Deferencia

constitución


Por Joaquín Trujillo, Centro de Estudios Públicos

Una de las tragedias más antiguas, “Los persas”, muestra al rey Jerjes saliendo soberbio contra los griegos; a su madre, la viuda del rey Darío, con sueños premonitorios y a Jerjes y los restos de su ejército regresando derrotados. Se trata de un réquiem de guerra en honor de los vencidos que, sin embargo, no fue escrito por un persa, sino que por un griego, es decir, un enemigo. Lo mismo pasa con las tragedias del ciclo troyano. Un griego celebra a las víctimas de la guerra de Troya y juzga severamente a los vencedores, a los griegos, a los suyos.

El poeta Ercilla creyó ver en los mapuches a héroes mitológicos, no a simples aborígenes que había que liquidar. O el almirante Grau: su misiva a la viuda de Prat es una carta del humanismo.

Salvador Allende que homenajeaba al historiador Domingo Amunátegui figura de la derecha liberal. Francisco Bulnes que defendió, con éxito, a Carmen Lazo cuando derechistas de otras latitudes osaron segregarla durante un encuentro internacional de parlamentarios.

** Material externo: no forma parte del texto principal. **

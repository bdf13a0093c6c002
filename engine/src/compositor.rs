use image::{imageops, DynamicImage, RgbaImage};
use scroll_stitch_common::frame::{Frame, FrameError, PixelLayout};
use tracing::debug;

#[derive(Debug, thiserror::Error)]
pub enum CompositeError {
    #[error("frame widths differ: top {top}px, bottom {bottom}px")]
    WidthMismatch { top: u32, bottom: u32 },
    #[error("frame scale factors differ: top {top}, bottom {bottom}")]
    ScaleMismatch { top: f64, bottom: f64 },
    #[error(transparent)]
    Frame(#[from] FrameError),
}

/// Two frames can only be stacked when their rows line up pixel for pixel.
pub fn check_geometry(top: &Frame, bottom: &Frame) -> Result<(), CompositeError> {
    if top.scale_factor() != bottom.scale_factor() {
        return Err(CompositeError::ScaleMismatch {
            top: top.scale_factor(),
            bottom: bottom.scale_factor(),
        });
    }
    if top.width() != bottom.width() {
        return Err(CompositeError::WidthMismatch {
            top: top.width(),
            bottom: bottom.width(),
        });
    }
    Ok(())
}

/// Stack `bottom` under `top` so that `overlap` raw rows coincide.
///
/// The canvas is `top + bottom - overlap` logical units tall and `top` logical
/// units wide, rendered at the frames' scale factor. `top` is painted first
/// against the upper edge and `bottom` second against the lower edge, so the
/// newer frame's pixels win inside the overlap band. No blending.
pub fn composite(top: &Frame, bottom: &Frame, overlap: u32) -> Result<Frame, CompositeError> {
    check_geometry(top, bottom)?;

    let scale = top.scale_factor();
    let overlap = overlap.min(top.height()).min(bottom.height());
    let logical_overlap = overlap as f64 / scale;
    let logical_height = top.logical_height() + bottom.logical_height() - logical_overlap;
    let canvas_height = (logical_height * scale).round() as u32;
    let canvas_width = (top.logical_width() * scale).round() as u32;

    let mut canvas = RgbaImage::new(canvas_width, canvas_height);
    imageops::replace(&mut canvas, &top.to_rgba_image()?, 0, 0);
    let bottom_y = canvas_height as i64 - bottom.height() as i64;
    imageops::replace(&mut canvas, &bottom.to_rgba_image()?, 0, bottom_y);

    debug!(
        top_height = top.height(),
        bottom_height = bottom.height(),
        overlap,
        canvas_width,
        canvas_height,
        logical_height,
        "frames composited"
    );

    let canvas = DynamicImage::ImageRgba8(canvas);
    let canvas = if top.layout() == PixelLayout::Rgb8 && bottom.layout() == PixelLayout::Rgb8 {
        DynamicImage::ImageRgb8(canvas.into_rgb8())
    } else {
        canvas
    };
    Ok(Frame::from_dynamic(canvas, scale)?)
}

#[cfg(test)]
mod tests {
    use super::*;

    fn solid(width: u32, height: u32, value: u8, scale: f64) -> Frame {
        Frame::new(
            width,
            height,
            PixelLayout::Rgb8,
            vec![value; (width * height * 3) as usize],
            scale,
        )
        .unwrap()
    }

    #[test]
    fn canvas_height_subtracts_overlap() {
        let top = solid(10, 100, 10, 2.0);
        let bottom = solid(10, 60, 200, 2.0);
        let out = composite(&top, &bottom, 20).unwrap();
        assert_eq!(out.width(), 10);
        assert_eq!(out.height(), 140);
        assert_eq!(out.logical_height(), 70.0);
        assert_eq!(out.scale_factor(), 2.0);
        assert_eq!(out.layout(), PixelLayout::Rgb8);
    }

    #[test]
    fn bottom_frame_wins_in_overlap_band() {
        let top = solid(4, 10, 10, 1.0);
        let bottom = solid(4, 10, 200, 1.0);
        let out = composite(&top, &bottom, 4).unwrap();
        assert_eq!(out.height(), 16);
        let row = |y: usize| out.data()[y * 4 * 3];
        assert_eq!(row(0), 10);
        assert_eq!(row(5), 10);
        // rows 6..10 are the overlap band
        assert_eq!(row(6), 200);
        assert_eq!(row(9), 200);
        assert_eq!(row(15), 200);
    }

    #[test]
    fn full_overlap_keeps_height() {
        let top = solid(4, 30, 10, 2.0);
        let out = composite(&top, &top, 30).unwrap();
        assert_eq!(out, top);
    }

    #[test]
    fn overlap_larger_than_frames_is_clamped() {
        let top = solid(4, 30, 10, 1.0);
        let bottom = solid(4, 20, 10, 1.0);
        let out = composite(&top, &bottom, 500).unwrap();
        assert_eq!(out.height(), 30);
    }

    #[test]
    fn mixed_layouts_produce_rgba() {
        let top = solid(2, 4, 10, 1.0);
        let bottom = Frame::new(2, 4, PixelLayout::Rgba8, vec![50; 32], 1.0).unwrap();
        let out = composite(&top, &bottom, 2).unwrap();
        assert_eq!(out.layout(), PixelLayout::Rgba8);
        assert_eq!(out.height(), 6);
    }

    #[test]
    fn geometry_mismatch_is_rejected() {
        let a = solid(10, 20, 0, 2.0);
        assert!(matches!(
            composite(&a, &solid(12, 20, 0, 2.0), 5),
            Err(CompositeError::WidthMismatch { top: 10, bottom: 12 })
        ));
        assert!(matches!(
            composite(&a, &solid(10, 20, 0, 1.0), 5),
            Err(CompositeError::ScaleMismatch { .. })
        ));
    }
}
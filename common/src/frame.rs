use image::{DynamicImage, GrayImage, ImageBuffer, Rgb, RgbImage, Rgba, RgbaImage};

/// Channel layout of a frame's raw pixel bytes. Always 8 bits per channel.
#[derive(Debug, Clone, Copy, PartialEq, Eq)]
pub enum PixelLayout {
    Rgb8,
    Rgba8,
}

impl PixelLayout {
    pub fn channels(self) -> usize {
        match self {
            PixelLayout::Rgb8 => 3,
            PixelLayout::Rgba8 => 4,
        }
    }
}

/// One captured bitmap, in raw device pixels.
///
/// `scale_factor` is the device pixel density the frame was captured at;
/// logical (display) size is the raw size divided by it. Frames are immutable
/// once built: the stitcher reads them and produces new frames, it never
/// edits one in place.
#[derive(Debug, Clone, PartialEq)]
pub struct Frame {
    width: u32,
    height: u32,
    layout: PixelLayout,
    data: Vec<u8>,
    scale_factor: f64,
}

impl Frame {
    /// Build a frame from row-major pixel bytes.
    pub fn new(
        width: u32,
        height: u32,
        layout: PixelLayout,
        data: Vec<u8>,
        scale_factor: f64,
    ) -> Result<Self, FrameError> {
        if width == 0 || height == 0 {
            return Err(FrameError::EmptyDimensions { width, height });
        }
        if !scale_factor.is_finite() || scale_factor <= 0.0 {
            return Err(FrameError::InvalidScaleFactor(scale_factor));
        }
        let expected = width as usize * height as usize * layout.channels();
        if data.len() != expected {
            return Err(FrameError::BufferSize {
                expected,
                got: data.len(),
            });
        }
        Ok(Self {
            width,
            height,
            layout,
            data,
            scale_factor,
        })
    }

    /// Wrap a decoded image. Images with an alpha channel become `Rgba8`,
    /// everything else is converted to `Rgb8`.
    pub fn from_dynamic(img: DynamicImage, scale_factor: f64) -> Result<Self, FrameError> {
        let (width, height) = (img.width(), img.height());
        if img.color().has_alpha() {
            Self::new(width, height, PixelLayout::Rgba8, img.into_rgba8().into_raw(), scale_factor)
        } else {
            Self::new(width, height, PixelLayout::Rgb8, img.into_rgb8().into_raw(), scale_factor)
        }
    }

    // -- Accessors ---------------------------------------------------------------

    pub fn width(&self) -> u32 {
        self.width
    }

    pub fn height(&self) -> u32 {
        self.height
    }

    pub fn layout(&self) -> PixelLayout {
        self.layout
    }

    pub fn data(&self) -> &[u8] {
        &self.data
    }

    pub fn scale_factor(&self) -> f64 {
        self.scale_factor
    }

    pub fn logical_width(&self) -> f64 {
        self.width as f64 / self.scale_factor
    }

    pub fn logical_height(&self) -> f64 {
        self.height as f64 / self.scale_factor
    }

    // -- Conversions -------------------------------------------------------------

    /// Single-channel luminance copy of this frame, used only for overlap scoring.
    pub fn to_grayscale(&self) -> Result<GrayscaleBuffer, FrameError> {
        self.to_grayscale_rows(0, self.height)
    }

    /// Luminance copy of `rows` rows starting at row `start`. Only those rows
    /// are converted.
    pub fn to_grayscale_rows(&self, start: u32, rows: u32) -> Result<GrayscaleBuffer, FrameError> {
        let end = start.checked_add(rows).filter(|&end| end <= self.height);
        let Some(end) = end else {
            return Err(FrameError::RowRange {
                start,
                rows,
                height: self.height,
            });
        };
        let row_bytes = self.width as usize * self.layout.channels();
        let band = &self.data[start as usize * row_bytes..end as usize * row_bytes];

        let gray: GrayImage = match self.layout {
            PixelLayout::Rgb8 => {
                let view = ImageBuffer::<Rgb<u8>, &[u8]>::from_raw(self.width, rows, band)
                    .ok_or(FrameError::GrayscaleSize)?;
                image::imageops::grayscale(&view)
            }
            PixelLayout::Rgba8 => {
                let view = ImageBuffer::<Rgba<u8>, &[u8]>::from_raw(self.width, rows, band)
                    .ok_or(FrameError::GrayscaleSize)?;
                image::imageops::grayscale(&view)
            }
        };
        GrayscaleBuffer::new(gray.width(), gray.height(), gray.into_raw())
    }

    pub fn to_rgba_image(&self) -> Result<RgbaImage, FrameError> {
        let rgba = match self.layout {
            PixelLayout::Rgba8 => RgbaImage::from_raw(self.width, self.height, self.data.clone()),
            PixelLayout::Rgb8 => RgbImage::from_raw(self.width, self.height, self.data.clone())
                .map(|rgb| DynamicImage::ImageRgb8(rgb).into_rgba8()),
        };
        rgba.ok_or_else(|| self.buffer_error())
    }

    pub fn into_dynamic(self) -> Result<DynamicImage, FrameError> {
        let err = self.buffer_error();
        let img = match self.layout {
            PixelLayout::Rgb8 => {
                RgbImage::from_raw(self.width, self.height, self.data).map(DynamicImage::ImageRgb8)
            }
            PixelLayout::Rgba8 => {
                RgbaImage::from_raw(self.width, self.height, self.data).map(DynamicImage::ImageRgba8)
            }
        };
        img.ok_or(err)
    }

    fn buffer_error(&self) -> FrameError {
        FrameError::BufferSize {
            expected: self.width as usize * self.height as usize * self.layout.channels(),
            got: self.data.len(),
        }
    }
}

/// One byte per pixel, row-major, `width * height` long.
#[derive(Debug, Clone, PartialEq, Eq)]
pub struct GrayscaleBuffer {
    pub width: u32,
    pub height: u32,
    data: Vec<u8>,
}

impl GrayscaleBuffer {
    pub fn new(width: u32, height: u32, data: Vec<u8>) -> Result<Self, FrameError> {
        let expected = width as usize * height as usize;
        if data.len() != expected {
            return Err(FrameError::BufferSize {
                expected,
                got: data.len(),
            });
        }
        Ok(Self {
            width,
            height,
            data,
        })
    }

    pub fn row(&self, y: u32) -> &[u8] {
        let start = y as usize * self.width as usize;
        &self.data[start..start + self.width as usize]
    }

    pub fn get(&self, x: u32, y: u32) -> u8 {
        self.data[y as usize * self.width as usize + x as usize]
    }

    pub fn as_bytes(&self) -> &[u8] {
        &self.data
    }
}

#[derive(Debug, thiserror::Error)]
pub enum FrameError {
    #[error("frame has empty dimensions {width}x{height}")]
    EmptyDimensions { width: u32, height: u32 },
    #[error("pixel buffer size mismatch: expected {expected} bytes, got {got}")]
    BufferSize { expected: usize, got: usize },
    #[error("invalid scale factor {0}")]
    InvalidScaleFactor(f64),
    #[error("rows {start}..+{rows} out of range for frame height {height}")]
    RowRange { start: u32, rows: u32, height: u32 },
    #[error("grayscale conversion produced an unexpected buffer size")]
    GrayscaleSize,
}
//! # 磁盘数据结构层
//!
//! zns-store 的日志布局：
//! 预留区域 | 数据块、目录表、索引节点记录依次追加……
//!
//! 每种记录都是定长的 `#[repr(C)]` 结构体，按字节原样落盘。

use core::{mem, ptr, slice};

use crate::{Error, NAME_MAX_LEN, Result};

mod segment;
pub use segment::Segment;

mod inode;
pub use inode::DiskInode;

/// 目录表及其记录
mod dnode;
pub use dnode::{DirRecord, Dnode};

/// 按字节原样落盘的定长记录
///
/// # Safety
///
/// 实现者必须是 `#[repr(C)]`、不含填充字节，且任意位模式都是合法值。
pub unsafe trait OnDisk: Sized + Default {
    const SIZE: usize = mem::size_of::<Self>();

    #[inline]
    fn as_bytes(&self) -> &[u8] {
        unsafe { slice::from_raw_parts(ptr::from_ref(self).cast(), Self::SIZE) }
    }

    #[inline]
    fn as_bytes_mut(&mut self) -> &mut [u8] {
        unsafe { slice::from_raw_parts_mut(ptr::from_mut(self).cast(), Self::SIZE) }
    }
}

type NameBuf = [u8; NAME_MAX_LEN + 1];

/// 名字不能为空，不能含有 `/` 与 `\0`
pub fn check_name(name: &str) -> Result<()> {
    if name.is_empty() || name.bytes().any(|c| c == b'/' || c == 0) {
        return Err(Error::InvalidName);
    }
    if name.len() > NAME_MAX_LEN {
        return Err(Error::NameTooLong(name.len()));
    }
    Ok(())
}

/// 超长的部分会被截断，调用者应先用 [`check_name`] 校验
fn encode_name(name: &str) -> NameBuf {
    let bytes = name.as_bytes();
    let len = bytes.len().min(NAME_MAX_LEN);
    let mut buf = [0; NAME_MAX_LEN + 1];
    buf[..len].copy_from_slice(&bytes[..len]);
    buf
}

fn decode_name(buf: &NameBuf) -> &str {
    let len = buf.iter().position(|&c| c == 0).unwrap_or(NAME_MAX_LEN);
    core::str::from_utf8(&buf[..len]).unwrap_or_default()
}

La historia de Occidente, América, Chile, está repleta de casos notables en que los seres humanos exhiben eso apenas perceptible que se llama: deferencia. La deferencia no es lo mismo que la reciprocidad (hoy por mí, mañana por ti); es más bien una suerte de liberalidad, o sea, un dar sin esperar mucho a cambio (porque dar -o, mejor dicho, recibir- sin esperar nada a cambio se llama masoquismo). Si la tan vapuleada civilización occidental tiene algo rescatable es ese principio, el de la deferencia, que impide que los lazos, incluso los más débiles, se rompan irremediablemente. El mismo principio que desentierra pueblos vencidos y los reconoce es el que hace bueno el día saludando “buenos días”.

Se cuenta que el entonces recién llegado a Chile, Andrés Bello, habría participado activamente en la redacción de la Constitución de 1833. Se sabe que su adversario, el también poeta José Joaquín de Mora había hecho lo propio con la anterior, la más progresista Constitución de 1828.

Estas dos constituciones estuvieron separadas por un duro enfrentamiento armado que tuvo en la Batalla de Lircay su momento cúlmine. De Mora se retiró de Chile para nunca volver. Bello lo reemplazó en muchas de sus empresas. Ambos no se querían y puede decirse que se trató de una de las primeras guerrillas literarias.

Pero, ante todo, Bello, cuando se refirió a la Constitución de 1833, la llamó “la reforma de la Constitución de 1828”. ¿Era realmente una reforma? Difícilmente, pero lo cierto es que en esa retórica pública estaba operando ese principio, el de la deferencia.

En 1980, cuando Pinochet celebraba la recién inaugurada Constitución de 1980, no la llamaba “la reforma de la Constitución de 1925”, sino que festinaba “la nueva Constitución”, la suya.

Y seguramente decía la verdad, pues la deferencia tal vez sea la más blanca de todas las mentiras, aquellas por las cuales sobrevivimos a la cruda realidad, que siempre puede ser peor.